WHAT TO DO:
Please work out how many lines in the data below contain "super", and reply with that number alone.

EXTRACTED ENTRIES:
---------------
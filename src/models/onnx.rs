//! Pretrained transformer classifier exported to ONNX
//!
//! A model directory holds three files:
//! - `model.onnx`: sequence-classification graph producing logits
//! - `tokenizer.json`: HuggingFace tokenizer
//! - `config.json`: optional, its `id2label` table names the logit indices

use super::SentimentModel;
use crate::types::prediction::RawPrediction;
use anyhow::{anyhow, Context, Result};
use ort::session::{builder::GraphOptimizationLevel, Session};
use ort::value::Tensor;
use serde::Deserialize;
use std::collections::HashMap;
use std::path::Path;
use std::sync::Mutex;
use tokenizers::{Tokenizer, TruncationParams};
use tracing::{debug, info};

pub const MODEL_FILE: &str = "model.onnx";
pub const TOKENIZER_FILE: &str = "tokenizer.json";
pub const CONFIG_FILE: &str = "config.json";

/// The part of a HuggingFace `config.json` we care about
#[derive(Debug, Deserialize)]
struct ClassifierConfig {
    #[serde(default)]
    id2label: HashMap<String, String>,
}

/// ONNX Runtime backed sentiment classifier
pub struct OnnxSentimentModel {
    /// Model name
    name: String,
    /// ONNX Runtime session; running it needs exclusive access
    session: Mutex<Session>,
    /// Tokenizer with truncation configured
    tokenizer: Tokenizer,
    /// Label for each logit index
    labels: Vec<String>,
    /// Output holding the logits
    output_name: String,
    /// Whether the graph declares a `token_type_ids` input (BERT-style)
    uses_token_type_ids: bool,
}

impl OnnxSentimentModel {
    /// Load a model directory.
    pub fn load<P: AsRef<Path>>(
        dir: P,
        name: &str,
        onnx_threads: usize,
        max_sequence_length: usize,
    ) -> Result<Self> {
        let dir = dir.as_ref();
        let model_path = dir.join(MODEL_FILE);

        if !model_path.exists() {
            anyhow::bail!("Model file not found: {}", model_path.display());
        }

        info!(model = %name, path = %dir.display(), threads = onnx_threads, "Loading ONNX model");

        let mut tokenizer = Tokenizer::from_file(dir.join(TOKENIZER_FILE))
            .map_err(|e| anyhow!("Failed to load tokenizer for {}: {}", name, e))?;
        tokenizer
            .with_truncation(Some(TruncationParams {
                max_length: max_sequence_length,
                ..Default::default()
            }))
            .map_err(|e| anyhow!("Failed to configure truncation: {}", e))?;

        let labels = load_labels(&dir.join(CONFIG_FILE))?;

        let session = Session::builder()?
            .with_optimization_level(GraphOptimizationLevel::Level3)?
            .with_intra_threads(onnx_threads)?
            .commit_from_file(&model_path)
            .context(format!("Failed to load model from {:?}", model_path))?;

        let uses_token_type_ids = session.inputs.iter().any(|i| i.name == "token_type_ids");

        let output_name = session
            .outputs
            .iter()
            .find(|o| o.name.contains("logits"))
            .or_else(|| session.outputs.first())
            .map(|o| o.name.clone())
            .unwrap_or_else(|| "logits".to_string());

        info!(
            model = %name,
            output = %output_name,
            labels = ?labels,
            token_type_ids = uses_token_type_ids,
            "Model loaded successfully"
        );

        Ok(Self {
            name: name.to_string(),
            session: Mutex::new(session),
            tokenizer,
            labels,
            output_name,
            uses_token_type_ids,
        })
    }

    fn label_for(&self, index: usize) -> String {
        self.labels
            .get(index)
            .cloned()
            .unwrap_or_else(|| format!("LABEL_{}", index))
    }
}

impl SentimentModel for OnnxSentimentModel {
    fn predict(&self, text: &str) -> Result<RawPrediction> {
        let encoding = self
            .tokenizer
            .encode(text, true)
            .map_err(|e| anyhow!("Tokenization failed: {}", e))?;

        let as_i64 = |values: &[u32]| values.iter().map(|&v| v as i64).collect::<Vec<i64>>();
        let shape = vec![1_i64, encoding.get_ids().len() as i64];

        let input_ids = Tensor::from_array((shape.clone(), as_i64(encoding.get_ids())))
            .context("Failed to create input_ids tensor")?;
        let attention_mask = Tensor::from_array((shape.clone(), as_i64(encoding.get_attention_mask())))
            .context("Failed to create attention_mask tensor")?;

        let logits: Vec<f32> = {
            let mut session = self
                .session
                .lock()
                .map_err(|e| anyhow!("Lock error: {}", e))?;

            let outputs = if self.uses_token_type_ids {
                let token_type_ids = Tensor::from_array((shape, as_i64(encoding.get_type_ids())))
                    .context("Failed to create token_type_ids tensor")?;
                session.run(ort::inputs![
                    "input_ids" => input_ids,
                    "attention_mask" => attention_mask,
                    "token_type_ids" => token_type_ids
                ])?
            } else {
                session.run(ort::inputs![
                    "input_ids" => input_ids,
                    "attention_mask" => attention_mask
                ])?
            };

            let output = outputs
                .get(self.output_name.as_str())
                .ok_or_else(|| anyhow!("Model output {} missing", self.output_name))?;
            let (_, data) = output.try_extract_tensor::<f32>()?;
            data.to_vec()
        };

        let (index, probability) = softmax_argmax(&logits)
            .ok_or_else(|| anyhow!("Model {} returned no logits", self.name))?;

        let raw_label = self.label_for(index);
        debug!(model = %self.name, label = %raw_label, score = probability, "ONNX prediction");

        Ok(RawPrediction::new(raw_label, probability as f64))
    }
}

/// Read `id2label` into an index-ordered label list. A missing file yields
/// an empty list, and indices then fall back to `LABEL_<i>`.
fn load_labels(path: &Path) -> Result<Vec<String>> {
    if !path.exists() {
        return Ok(Vec::new());
    }

    let raw = std::fs::read_to_string(path)
        .with_context(|| format!("Failed to read {}", path.display()))?;
    let config: ClassifierConfig = serde_json::from_str(&raw)
        .with_context(|| format!("Failed to parse {}", path.display()))?;

    labels_from_id2label(&config.id2label)
}

fn labels_from_id2label(id2label: &HashMap<String, String>) -> Result<Vec<String>> {
    let mut indexed = id2label
        .iter()
        .map(|(id, label)| {
            id.parse::<usize>()
                .map(|i| (i, label.clone()))
                .with_context(|| format!("Invalid id2label key: {}", id))
        })
        .collect::<Result<Vec<_>>>()?;
    indexed.sort_by_key(|(i, _)| *i);

    let size = indexed.last().map(|(i, _)| i + 1).unwrap_or(0);
    let mut labels: Vec<String> = (0..size).map(|i| format!("LABEL_{}", i)).collect();
    for (i, label) in indexed {
        labels[i] = label;
    }

    Ok(labels)
}

/// Numerically stable softmax; returns the winning index and its probability.
fn softmax_argmax(logits: &[f32]) -> Option<(usize, f32)> {
    let max_logit = logits.iter().copied().fold(f32::NEG_INFINITY, f32::max);
    let exps: Vec<f32> = logits.iter().map(|&l| (l - max_logit).exp()).collect();
    let sum: f32 = exps.iter().sum();

    exps.iter()
        .enumerate()
        .max_by(|a, b| a.1.total_cmp(b.1))
        .map(|(i, &e)| (i, e / sum))
}

#[cfg(test)]
mod tests {
    use super::*;

    #[test]
    fn test_softmax_argmax() {
        let (index, probability) = softmax_argmax(&[-1.2, 3.4]).unwrap();
        assert_eq!(index, 1);
        assert!(probability > 0.98 && probability < 1.0);

        let (index, probability) = softmax_argmax(&[0.0, 0.0, 0.0]).unwrap();
        assert_eq!(index, 0);
        assert!((probability - 1.0 / 3.0).abs() < 1e-6);

        assert!(softmax_argmax(&[]).is_none());
    }

    #[test]
    fn test_labels_from_id2label() {
        let mut id2label = HashMap::new();
        id2label.insert("1".to_string(), "POSITIVE".to_string());
        id2label.insert("0".to_string(), "NEGATIVE".to_string());

        let labels = labels_from_id2label(&id2label).unwrap();
        assert_eq!(labels, vec!["NEGATIVE", "POSITIVE"]);
    }

    #[test]
    fn test_labels_with_gap() {
        let mut id2label = HashMap::new();
        id2label.insert("2".to_string(), "positive".to_string());

        let labels = labels_from_id2label(&id2label).unwrap();
        assert_eq!(labels, vec!["LABEL_0", "LABEL_1", "positive"]);
    }

    #[test]
    fn test_missing_model_dir() {
        let result = OnnxSentimentModel::load("/nonexistent/sentiment-model", "missing", 1, 512);
        assert!(result.is_err());
    }
}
---------------
RESPONSE BOX:
2